According to the exhibition, no subject, however distant, remained untouched by the war. In 1864, the United States bought Yosemite and turned it into a park. Albert Bierstadt hastened to the valley, which he called “the most magnificent place I was ever in,” and made numerous paintings of it. On exhibit is Looking Down Yosemite Valley, California. According to the wall text, “Bierstadt’s views of Yosemite held out the promise of a place where all Americans could slough off the trauma of war and sectarian strife, a place of renewal and healing.” The book takes the interpretation even further: “Bierstadt’s painting represented a wartime yearning for sanctuary. But what appears to be the promise of redemption is in fact mostly an escape—not a solution to the nation’s problems.” Surely this is the first time in history that Yosemite Valley has been criticized for not being “a solution to the nation’s problems,” and surely Bierstadt never thought it might be when he painted it. Interpretations like these reflect a deep unease about the ambiguous relationship between history and art. 

* * *

When the exhibit turns from the Civil War to Reconstruction, its history goes completely off the rails. According to the big piece of wall text that introduces the postwar gallery, “The ensuing bitterness that permeated Reconstruction in the South came from dual causes—the realization that the North quickly went back to business as usual, having sustained little damage, while Federal promises to rebuild the South were more often broken than fulfilled.” Under the title “The Unraveling of Reconstruction,” the book states:

Reconstruction began as a well-intended effort to repair the obvious damage across the South as each state reentered the Union. It was an overwhelming task under ideal circumstances. Following Lincoln’s assassination, that effort soon faltered, beset by corrupt politicians, well-meaning but inept administrations, speculators, and very little centralized management for programs.
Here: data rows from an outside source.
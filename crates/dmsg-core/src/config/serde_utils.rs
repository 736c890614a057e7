//! Shared serialization/deserialization utilities for configuration

/// Helper module for Duration serialization as seconds
///
/// Durations are written as whole seconds, which reads better in TOML.
///
/// ```ignore
/// #[derive(Serialize, Deserialize)]
/// struct Config {
///     #[serde(with = "dmsg_core::config::serde_utils::duration_secs")]
///     timeout: Duration,
/// }
/// ```
pub mod duration_secs {
    use serde::{self, Deserialize, Deserializer, Serializer};
    use std::time::Duration;

    pub fn serialize<S>(duration: &Duration, serializer: S) -> Result<S::Ok, S::Error>
    where
        S: Serializer,
    {
        serializer.serialize_u64(duration.as_secs())
    }

    pub fn deserialize<'de, D>(deserializer: D) -> Result<Duration, D::Error>
    where
        D: Deserializer<'de>,
    {
        let secs = u64::deserialize(deserializer)?;
        Ok(Duration::from_secs(secs))
    }
}

/// Helper module for Duration serialization as milliseconds
///
/// Used for the short protocol timeouts where whole seconds are too coarse.
pub mod duration_millis {
    use serde::{self, Deserialize, Deserializer, Serializer};
    use std::time::Duration;

    pub fn serialize<S>(duration: &Duration, serializer: S) -> Result<S::Ok, S::Error>
    where
        S: Serializer,
    {
        serializer.serialize_u64(duration.as_millis() as u64)
    }

    pub fn deserialize<'de, D>(deserializer: D) -> Result<Duration, D::Error>
    where
        D: Deserializer<'de>,
    {
        let millis = u64::deserialize(deserializer)?;
        Ok(Duration::from_millis(millis))
    }
}

#[cfg(test)]
mod tests {
    use super::*;
    use serde::{Deserialize, Serialize};
    use std::time::Duration;

    #[derive(Debug, PartialEq, Serialize, Deserialize)]
    struct TestConfig {
        #[serde(with = "duration_secs")]
        timeout: Duration,
        #[serde(with = "duration_millis")]
        linger: Duration,
    }

    #[test]
    fn test_duration_serialize() {
        let config = TestConfig {
            timeout: Duration::from_secs(30),
            linger: Duration::from_millis(250),
        };
        let json = serde_json::to_string(&config).unwrap();
        assert_eq!(json, r#"{"timeout":30,"linger":250}"#);
    }

    #[test]
    fn test_duration_deserialize() {
        let json = r#"{"timeout":60,"linger":1500}"#;
        let config: TestConfig = serde_json::from_str(json).unwrap();
        assert_eq!(config.timeout, Duration::from_secs(60));
        assert_eq!(config.linger, Duration::from_millis(1500));
    }
}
This exhibition is hardly alone in misconstruing Reconstruction as reconstruction, but it’s embarrassing to find such an elementary blunder in print at a national museum. To be sure, the war had ruined parts of the South. But Reconstruction had nothing to do with rebuilding this “obvious damage.” Reconstruction was a political process: the seceded states had to be reconstituted politically to be readmitted to the Union. How to do this occupied President Andrew Johnson and the Republican-dominated Congress from 1865 until Johnson left office in 1869; Ulysses Grant then oversaw Reconstruction until it ended in March of 1877.

Comparing Georgia and Florida provides an easy way to grasp the matter. The Civil War raged across Georgia for the better part of two years, including General Sherman’s burning of Atlanta. In Georgia, Reconstruction lasted until October 1871—six years. Florida escaped the Civil War almost completely unscathed, but Reconstruction there lasted until 1877—eleven years. Again, Reconstruction was not about physical reconstruction, but about race: would African-Americans be allowed to share power? In less than one year in just one state—Louisiana—white Democrats killed more than 1,000 people over this issue. I know of no murders committed over “centralized management” or any other matter connected with rebuilding.